** Work instructions **
Please return all of the entries below exactly as they are written.

[Saved data entries]
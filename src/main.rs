//! copper-pour-problem: copper pour problem extraction from circuit JSON
//!
//! Reads a circuit JSON board design and writes one solver-ready pour
//! problem per requested net.

use std::io::Write;
use std::path::{Path, PathBuf};
use std::process::ExitCode;

use clap::Parser;
use tracing::{error, info, Level};
use tracing_subscriber::EnvFilter;

use copper_pour_problem::circuit::{Circuit, Layer};
use copper_pour_problem::config::{self, Config};
use copper_pour_problem::connectivity::ConnectivityMap;
use copper_pour_problem::error::Error;
use copper_pour_problem::pour::{build_problems, PourRequest, Problem};

/// Extracts copper pour solver problems from circuit JSON.
///
/// Each `--net` (or each entry of `--pours`) yields one problem with the
/// pads on the pour layer and one pour region.
#[derive(Parser, Debug)]
#[command(name = "copper-pour-problem")]
#[command(author, version, about, long_about = None)]
struct Args {
    /// Path to the circuit JSON file
    #[arg(value_name = "CIRCUIT_JSON")]
    circuit: PathBuf,

    /// Net to pour (repeatable)
    #[arg(short, long = "net", value_name = "NAME", required_unless_present = "pours")]
    nets: Vec<String>,

    /// JSON file with an array of pour requests
    #[arg(long, value_name = "FILE")]
    pours: Option<PathBuf>,

    /// Pour layer (top, bottom, inner1..inner6)
    #[arg(short, long, value_parser = parse_layer)]
    layer: Option<Layer>,

    /// Clearance around pads of other nets in mm
    #[arg(long)]
    pad_margin: Option<f64>,

    /// Clearance around traces of other nets in mm
    #[arg(long)]
    trace_margin: Option<f64>,

    /// Clearance from the board edge in mm
    #[arg(long)]
    board_edge_margin: Option<f64>,

    /// Clearance around cutouts in mm
    #[arg(long)]
    cutout_margin: Option<f64>,

    /// Output file (defaults to stdout)
    #[arg(short, long, value_name = "FILE")]
    output: Option<PathBuf>,

    /// Path to configuration file
    #[arg(short, long, value_name = "CONFIG_FILE")]
    config: Option<PathBuf>,

    /// Increase logging verbosity (-v for info, -vv for debug, -vvv for trace)
    #[arg(short, long, action = clap::ArgAction::Count)]
    verbose: u8,

    /// Decrease logging verbosity (only show errors)
    #[arg(short, long)]
    quiet: bool,
}

fn parse_layer(s: &str) -> Result<Layer, String> {
    Layer::parse(s).ok_or_else(|| format!("unknown layer '{s}'"))
}

/// Determines the log level from CLI arguments.
#[allow(clippy::match_same_arms)] // Explicit "warn" arm for clarity
fn get_log_level(verbose: u8, quiet: bool, config_level: &str) -> Level {
    if quiet {
        return Level::ERROR;
    }

    match verbose {
        0 => match config_level.to_lowercase().as_str() {
            "trace" => Level::TRACE,
            "debug" => Level::DEBUG,
            "info" => Level::INFO,
            "warn" => Level::WARN,
            "error" => Level::ERROR,
            _ => Level::WARN, // Default to warn for unknown levels
        },
        1 => Level::INFO,
        2 => Level::DEBUG,
        _ => Level::TRACE,
    }
}

/// Initialises the tracing subscriber for logging.
fn init_tracing(level: Level) {
    let filter = EnvFilter::from_default_env().add_directive(level.into());

    tracing_subscriber::fmt()
        .with_env_filter(filter)
        .with_target(false)
        .with_writer(std::io::stderr)
        .init();
}

/// Collects pour requests from `--pours` and `--net`, filling unset values
/// from the configuration.
fn collect_requests(args: &Args, cfg: &Config) -> Result<Vec<PourRequest>, Error> {
    let mut requests = match &args.pours {
        Some(path) => read_requests(path)?,
        None => Vec::new(),
    };

    let defaults = &cfg.pour;
    requests.extend(args.nets.iter().map(|net| PourRequest {
        layer: args.layer.unwrap_or_else(|| defaults.layer()),
        net_name: net.clone(),
        pad_margin: args.pad_margin.unwrap_or(defaults.pad_margin),
        trace_margin: args.trace_margin.unwrap_or(defaults.trace_margin),
        board_edge_margin: Some(args.board_edge_margin.unwrap_or(defaults.board_edge_margin)),
        cutout_margin: args.cutout_margin.or(defaults.cutout_margin),
        outline: None,
    }));

    Ok(requests)
}

fn read_requests(path: &Path) -> Result<Vec<PourRequest>, Error> {
    let contents = std::fs::read_to_string(path).map_err(|e| Error::RequestsRead {
        path: path.to_path_buf(),
        source: e,
    })?;
    serde_json::from_str(&contents).map_err(|e| Error::RequestsParse {
        path: path.to_path_buf(),
        source: e,
    })
}

fn write_problems(problems: &[Problem], output: Option<&Path>) -> Result<(), Error> {
    let display_path = output.map_or_else(|| PathBuf::from("-"), Path::to_path_buf);
    let to_output_error = |source: std::io::Error| Error::Output {
        path: display_path.clone(),
        source,
    };

    let json =
        serde_json::to_string_pretty(problems).map_err(|source| Error::Serialise { source })?;

    match output {
        Some(path) => std::fs::write(path, json + "\n").map_err(to_output_error),
        None => {
            let mut stdout = std::io::stdout().lock();
            writeln!(stdout, "{json}").map_err(to_output_error)
        }
    }
}

fn run(args: &Args, cfg: &Config) -> Result<(), Error> {
    let circuit = Circuit::read(&args.circuit)?;
    let requests = collect_requests(args, cfg)?;
    let resolver = ConnectivityMap::from_circuit(&circuit);

    info!(
        requests = requests.len(),
        nets = resolver.net_count(),
        "Building pour problems"
    );

    let problems = build_problems(&circuit, &requests, &resolver)?;
    write_problems(&problems, args.output.as_deref())
}

/// Returns the GPL notice shown on start-up.
fn license_notice() -> String {
    format!(
        "copper-pour-problem {}  Copyright (C) 2026  The Embedded Society\n\
         This program comes with ABSOLUTELY NO WARRANTY.\n\
         This is free software, licensed under GPL-3.0-or-later.\n\
         Source: {}\n",
        env!("CARGO_PKG_VERSION"),
        env!("CARGO_PKG_REPOSITORY")
    )
}

/// Entry point for the copper-pour-problem tool.
fn main() -> ExitCode {
    let args = Args::parse();

    // Load configuration
    let cfg = match config::load_config(args.config.as_deref()) {
        Ok(cfg) => cfg,
        Err(e) => {
            eprintln!("Configuration error: {e}");
            return ExitCode::FAILURE;
        }
    };

    // Initialise logging
    let log_level = get_log_level(args.verbose, args.quiet, &cfg.logging.level);
    init_tracing(log_level);

    // Display GPL license notice (required by GPLv3 Section 5d)
    eprintln!("{}", license_notice());

    info!(
        version = env!("CARGO_PKG_VERSION"),
        "Starting copper-pour-problem"
    );

    match run(&args, &cfg) {
        Ok(()) => ExitCode::SUCCESS,
        Err(e) => {
            error!(error = %e, "Conversion failed");
            ExitCode::FAILURE
        }
    }
}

** Response to the task **
filename src/main.rs
//! copper-pour-problem: copper pour problem extraction from circuit JSON
//!
//! Reads a circuit JSON board design and writes one solver-ready pour
//! problem per requested net.

use std::io::Write;
use std::path::{Path, PathBuf};
use std::process::ExitCode;

use clap::Parser;
use tracing::{error, info, Level};
use tracing_subscriber::EnvFilter;

use copper_pour_problem::circuit::{Circuit, Layer};
use copper_pour_problem::config::{self, Config};
use copper_pour_problem::connectivity::ConnectivityMap;
use copper_pour_problem::error::Error;
use copper_pour_problem::pour::{build_problems, PourRequest, Problem};

/// Extracts copper pour solver problems from circuit JSON.
///
/// Each `--net` (or each entry of `--pours`) yields one problem with the
/// pads on the pour layer and one pour region.
#[derive(Parser, Debug)]
#[command(name = "copper-pour-problem")]
#[command(author, version, about, long_about = None)]
struct Args {
    /// Path to the circuit JSON file
    #[arg(value_name = "CIRCUIT_JSON")]
    circuit: PathBuf,

    /// Net to pour (repeatable)
    #[arg(short, long = "net", value_name = "NAME", required_unless_present = "pours")]
    nets: Vec<String>,

    /// JSON file with an array of pour requests
    #[arg(long, value_name = "FILE")]
    pours: Option<PathBuf>,

    /// Pour layer (top, bottom, inner1..inner6)
    #[arg(short, long, value_parser = parse_layer)]
    layer: Option<Layer>,

    /// Clearance around pads of other nets in mm
    #[arg(long)]
    pad_margin: Option<f64>,

    /// Clearance around traces of other nets in mm
    #[arg(long)]
    trace_margin: Option<f64>,

    /// Clearance from the board edge in mm
    #[arg(long)]
    board_edge_margin: Option<f64>,

    /// Clearance around cutouts in mm
    #[arg(long)]
    cutout_margin: Option<f64>,

    /// Output file (defaults to stdout)
    #[arg(short, long, value_name = "FILE")]
    output: Option<PathBuf>,

    /// Path to configuration file
    #[arg(short, long, value_name = "CONFIG_FILE")]
    config: Option<PathBuf>,

    /// Increase logging verbosity (-v for info, -vv for debug, -vvv for trace)
    #[arg(short, long, action = clap::ArgAction::Count)]
    verbose: u8,

    /// Decrease logging verbosity (only show errors)
    #[arg(short, long)]
    quiet: bool,
}

fn parse_layer(s: &str) -> Result<Layer, String> {
    Layer::parse(s).ok_or_else(|| format!("unknown layer '{s}'"))
}

/// Determines the log level from CLI arguments.
#[allow(clippy::match_same_arms)] // Explicit "warn" arm for clarity
fn get_log_level(verbose: u8, quiet: bool, config_level: &str) -> Level {
    if quiet {
        return Level::ERROR;
    }

    match verbose {
        0 => match config_level.to_lowercase().as_str() {
            "trace" => Level::TRACE,
            "debug" => Level::DEBUG,
            "info" => Level::INFO,
            "warn" => Level::WARN,
            "error" => Level::ERROR,
            _ => Level::WARN, // Default to warn for unknown levels
        },
        1 => Level::INFO,
        2 => Level::DEBUG,
        _ => Level::TRACE,
    }
}

/// Initialises the tracing subscriber for logging.
fn init_tracing(level: Level) {
    let filter = EnvFilter::from_default_env().add_directive(level.into());

    tracing_subscriber::fmt()
        .with_env_filter(filter)
        .with_target(false)
        .with_writer(std::io::stderr)
        .init();
}

/// Collects pour requests from `--pours` and `--net`, filling unset values
/// from the configuration.
fn collect_requests(args: &Args, cfg: &Config) -> Result<Vec<PourRequest>, Error> {
    let mut requests = match &args.pours {
        Some(path) => read_requests(path)?,
        None => Vec::new(),
    };

    let defaults = &cfg.pour;
    requests.extend(args.nets.iter().map(|net| PourRequest {
        layer: args.layer.unwrap_or_else(|| defaults.layer()),
        net_name: net.clone(),
        pad_margin: args.pad_margin.unwrap_or(defaults.pad_margin),
        trace_margin: args.trace_margin.unwrap_or(defaults.trace_margin),
        board_edge_margin: Some(args.board_edge_margin.unwrap_or(defaults.board_edge_margin)),
        cutout_margin: args.cutout_margin.or(defaults.cutout_margin),
        outline: None,
    }));

    Ok(requests)
}

fn read_requests(path: &Path) -> Result<Vec<PourRequest>, Error> {
    let contents = std::fs::read_to_string(path).map_err(|e| Error::RequestsRead {
        path: path.to_path_buf(),
        source: e,
    })?;
    serde_json::from_str(&contents).map_err(|e| Error::RequestsParse {
        path: path.to_path_buf(),
        source: e,
    })
}

fn write_problems(problems: &[Problem], output: Option<&Path>) -> Result<(), Error> {
    let display_path = output.map_or_else(|| PathBuf::from("-"), Path::to_path_buf);
    let to_output_error = |source: std::io::Error| Error::Output {
        path: display_path.clone(),
        source,
    };

    let json =
        serde_json::to_string_pretty(problems).map_err(|source| Error::Serialise { source })?;

    match output {
        Some(path) => std::fs::write(path, json + "\n").map_err(to_output_error),
        None => {
            let mut stdout = std::io::stdout().lock();
            writeln!(stdout, "{json}").map_err(to_output_error)
        }
    }
}

fn run(args: &Args, cfg: &Config) -> Result<(), Error> {
    let circuit = Circuit::read(&args.circuit)?;
    let requests = collect_requests(args, cfg)?;
    let resolver = ConnectivityMap::from_circuit(&circuit);

    info!(
        requests = requests.len(),
        nets = resolver.net_count(),
        "Building pour problems"
    );

    let problems = build_problems(&circuit, &requests, &resolver)?;
    write_problems(&problems, args.output.as_deref())
}

/// Returns the GPL notice shown on start-up.
fn license_notice() -> String {
    format!(
        "copper-pour-problem {}  Copyright (C) 2026  The Embedded Society\n\
         This program comes with ABSOLUTELY NO WARRANTY.\n\
         This is free software, licensed under GPL-3.0-or-later.\n\
         Source: {}\n",
        env!("CARGO_PKG_VERSION"),
        env!("CARGO_PKG_REPOSITORY")
    )
}

/// Entry point for the copper-pour-problem tool.
fn main() -> ExitCode {
    let args = Args::parse();

    // Load configuration
    let cfg = match config::load_config(args.config.as_deref()) {
        Ok(cfg) => cfg,
        Err(e) => {
            eprintln!("Configuration error: {e}");
            return ExitCode::FAILURE;
        }
    };

    // Initialise logging
    let log_level = get_log_level(args.verbose, args.quiet, &cfg.logging.level);
    init_tracing(log_level);

    // Display GPL license notice (required by GPLv3 Section 5d)
    eprintln!("{}", license_notice());

    info!(
        version = env!("CARGO_PKG_VERSION"),
        "Starting copper-pour-problem"
    );

    match run(&args, &cfg) {
        Ok(()) => ExitCode::SUCCESS,
        Err(e) => {
            error!(error = %e, "Conversion failed");
            ExitCode::FAILURE
        }
    }
}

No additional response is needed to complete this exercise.